Translation: the biosynthesis of polypeptide chains from mRNA templates via the ribosome. Each ribosome can accommodate virtually any mRNA and in higher organisms, aggregates of ribosomes are called polysomes

Sigma factors One of the many returns on our collective investment in genome sequencing, has been the insights gained into those genes that are essential for cell growth and reproduction. Not surprisingly, the genes encoding the polypeptides that make up RNA Pols are essential for cell viability. However, while all prokaryotes possess the genes encoding the α (rpoA)β/β'(rpoB and C) and the major σ factor,  σ70 (rpoD or sigA), there are some other regulatory factors that seem to confer advantages in regulating gene expression, that are likely to add to the physiological versatility of the organisms in which they are expressed. In the well-studied prokaryote E.coli, in addition to σ70 , we find  the following σ factors:

σ19 (fecI) - regulates the fec gene for iron transport
σ24 (rpoE) - the extreme heat stress factor
σ28 (rpoF) - the flagellar factor
σ32 (rpoH) - the heat shock factor, that is turned on when the bacteria are exposed to heat.  Some of the enzymes that are expressed upon activation of σ32 are chaperones, proteases and DNA-repair enzymes.
σ38 (rpoS) - the starvation/stationary phase sigma factor
σ54 (rpo
N) - the nitrogen-limitation factor.

Before (L) and After (R)

σ factors interact with the RNA Pol apoenzyme to generate the holoenzyme and in doing so, provide the enzyme with the capacity to recognise the -10 and -35 elements of a promoter (see figure and scheme above). The "before and after" images (LHS) show the location of the (orange) σ factor in the complex, and how its elongated shape facilitates recognition of the -10 and -35 elements (the promoter is the blue and pale green duplex above the RNA Pol). The initiation of transcription of all constitutive genes only requires the RNA Pol holoenzyme as in the "before" image. As soon as the transcriptional start site is exposed and a supply of NTPs is made available, the σ factor dissociates (the "after" image) and the elongation phase of transcription gets underway. The role of the σ factor is primarily to "target" the catalytic apparatus: by replacing the house-keeping σ factor with any of the above sigma variants, selective sets of genes can be expressed in response to one or more environmental cues. Pretty straight forward I think you'll agree. This principle of combining a core function, in this case RNA synthesis, with a variety of targeting polypeptides (in this case sigma subunits), is a common strategy used in Biology, with antibodies being a well known example. 
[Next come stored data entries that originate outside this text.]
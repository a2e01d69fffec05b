pub mod types;

#[cfg(test)]
mod tests;

pub use types::*;

use crate::error::GatewayError;
use std::path::Path;

impl GatewayConfig {
    /// Load configuration from a file (if it exists), apply environment
    /// variable overrides (spec §6), then validate. A missing file is not
    /// an error — the gateway starts with built-in defaults.
    pub fn load(path: &Path) -> Result<Self, GatewayError> {
        let mut config: GatewayConfig = if path.exists() {
            let content = std::fs::read_to_string(path)
                .map_err(|e| GatewayError::Config(format!("reading {}: {}", path.display(), e)))?;
            match path.extension().and_then(|e| e.to_str()) {
                Some("toml") => toml::from_str(&content)
                    .map_err(|e| GatewayError::Config(format!("parsing toml: {}", e)))?,
                Some("json") => serde_json::from_str(&content)
                    .map_err(|e| GatewayError::Config(format!("parsing json: {}", e)))?,
                Some(ext) => {
                    return Err(GatewayError::Config(format!(
                        "unsupported config format: .{ext}, use .toml or .json"
                    )))
                }
                None => {
                    return Err(GatewayError::Config(
                        "config file has no extension, use .toml or .json".to_string(),
                    ))
                }
            }
        } else {
            tracing::info!(
                "config file not found at {}, using defaults",
                path.display()
            );
            GatewayConfig::default()
        };

        config.apply_env_overrides();
        config.validate()?;
        tracing::info!("loaded gateway configuration");
        Ok(config)
    }

    /// Apply `CONSUL_*` environment variable overrides (spec §6).
    fn apply_env_overrides(&mut self) {
        if let Ok(v) = std::env::var("CONSUL_ADDRESS") {
            self.consul.address = v;
        }
        if let Ok(v) = std::env::var("CONSUL_SERVICE_NAME") {
            self.consul.service_name = v;
        }
        if let Ok(v) = std::env::var("CONSUL_SERVICE_ADDRESS") {
            self.consul.service_address = Some(v);
        }
        if let Ok(v) = std::env::var("CONSUL_SERVICE_PORT") {
            if let Ok(n) = v.parse::<u16>() {
                self.consul.service_port = Some(n);
            }
        }
        if let Ok(v) = std::env::var("CONSUL_PREFERRED_NETWORKS") {
            self.consul.preferred_networks = v.split(',').map(|s| s.trim().to_string()).collect();
        }
        if let Ok(v) = std::env::var("CONSUL_PATH_PREFIX") {
            self.consul.path_prefix = v;
        }
        if let Ok(v) = std::env::var("CONSUL_WEIGHT") {
            if let Ok(n) = v.parse::<u32>() {
                self.consul.weight = n;
            }
        }
        if let Ok(v) = std::env::var("CONSUL_HTTP_SCHEME") {
            self.consul.http_scheme = v;
        }
        if let Ok(v) = std::env::var("CONSUL_PROTOCOL") {
            self.consul.protocol = v;
        }
        if let Ok(v) = std::env::var("CONSUL_HEALTH_CHECK_PATH") {
            self.consul.health_check_path = v;
        }
        if let Ok(v) = std::env::var("CONSUL_REFRESH_INTERVAL_SECONDS") {
            if let Ok(n) = v.parse::<u64>() {
                self.consul.refresh_interval_seconds = n;
            }
        }
        if let Ok(v) = std::env::var("CONSUL_SERVICE_NAMES") {
            self.consul.service_names = v.split(',').map(|s| s.trim().to_string()).collect();
        }
    }

    pub fn validate(&self) -> Result<(), GatewayError> {
        if let Some(port) = self.consul.service_port {
            if port == 0 {
                return Err(GatewayError::Config(
                    "Consul.ServicePort must be in 1..65535".to_string(),
                ));
            }
        }
        if self.consul.address.is_empty()
            || !(self.consul.address.starts_with("http://")
                || self.consul.address.starts_with("https://"))
        {
            return Err(GatewayError::Config(format!(
                "invalid Consul.Address: {}",
                self.consul.address
            )));
        }
        match self.consul.http_scheme.as_str() {
            "http" | "https" => {}
            other => {
                return Err(GatewayError::Config(format!(
                    "unknown Consul.HttpScheme: {}",
                    other
                )))
            }
        }
        match self.consul.protocol.as_str() {
            "http" | "grpc" | "websocket" | "tcp" | "udp" => {}
            other => {
                return Err(GatewayError::Config(format!(
                    "unknown Consul.Protocol: {}",
                    other
                )))
            }
        }
        Ok(())
    }
}
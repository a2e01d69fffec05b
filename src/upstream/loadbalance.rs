pub mod round_robin;

use crate::reconcile::snapshot::Cluster;
use round_robin::RoundRobinBalancer;

/// A resolved destination ready for selection. Cheap to clone.
#[derive(Debug, Clone)]
pub struct UpstreamInstance {
    pub destination_id: String,
    pub address: String,
    pub weight: u32,
    pub protocol: String,
}

/// Wraps the single load-balancing policy supported in core (spec §3).
/// Kept as a thin struct rather than an enum since there is exactly one
/// policy to dispatch to.
pub struct LoadBalancer {
    inner: RoundRobinBalancer,
}

impl Default for LoadBalancer {
    fn default() -> Self {
        Self {
            inner: RoundRobinBalancer::new(),
        }
    }
}

impl LoadBalancer {
    pub fn from_cluster(cluster: &Cluster) -> Self {
        let lb = Self::default();
        lb.update(cluster);
        lb
    }

    pub fn update(&self, cluster: &Cluster) {
        let instances = cluster
            .destinations
            .iter()
            .map(|(id, dest)| UpstreamInstance {
                destination_id: id.clone(),
                address: dest.address.clone(),
                weight: dest.weight,
                protocol: dest.protocol.clone(),
            })
            .collect();
        self.inner.update_instances(instances);
    }

    pub fn select(&self) -> Option<UpstreamInstance> {
        self.inner.do_select()
    }

    pub fn instances(&self) -> Vec<UpstreamInstance> {
        self.inner.get_instances()
    }
}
Anti-sigma factors The potency of σ factors has led to the evolution of antagonistic molecules, called anti-sigma factors. In some organisms, σ factors need to be attenuated [slowed] (or even abrogated [stopped]): this can be achieved by the expression of anti-sigmas. Again, the logic is pretty simple. A σ factor can be maintained in complex with an anti-sigma, until an environmental queue is triggered. Through an induced conformational switch, such as a pH transition, or the binding of a small molecule to the anti-sigma component, the two components (see the image of the T4 phage anti-sigma-σ complex, RHS) are able to dissociate and the σ factor is free to promote targeted transcription.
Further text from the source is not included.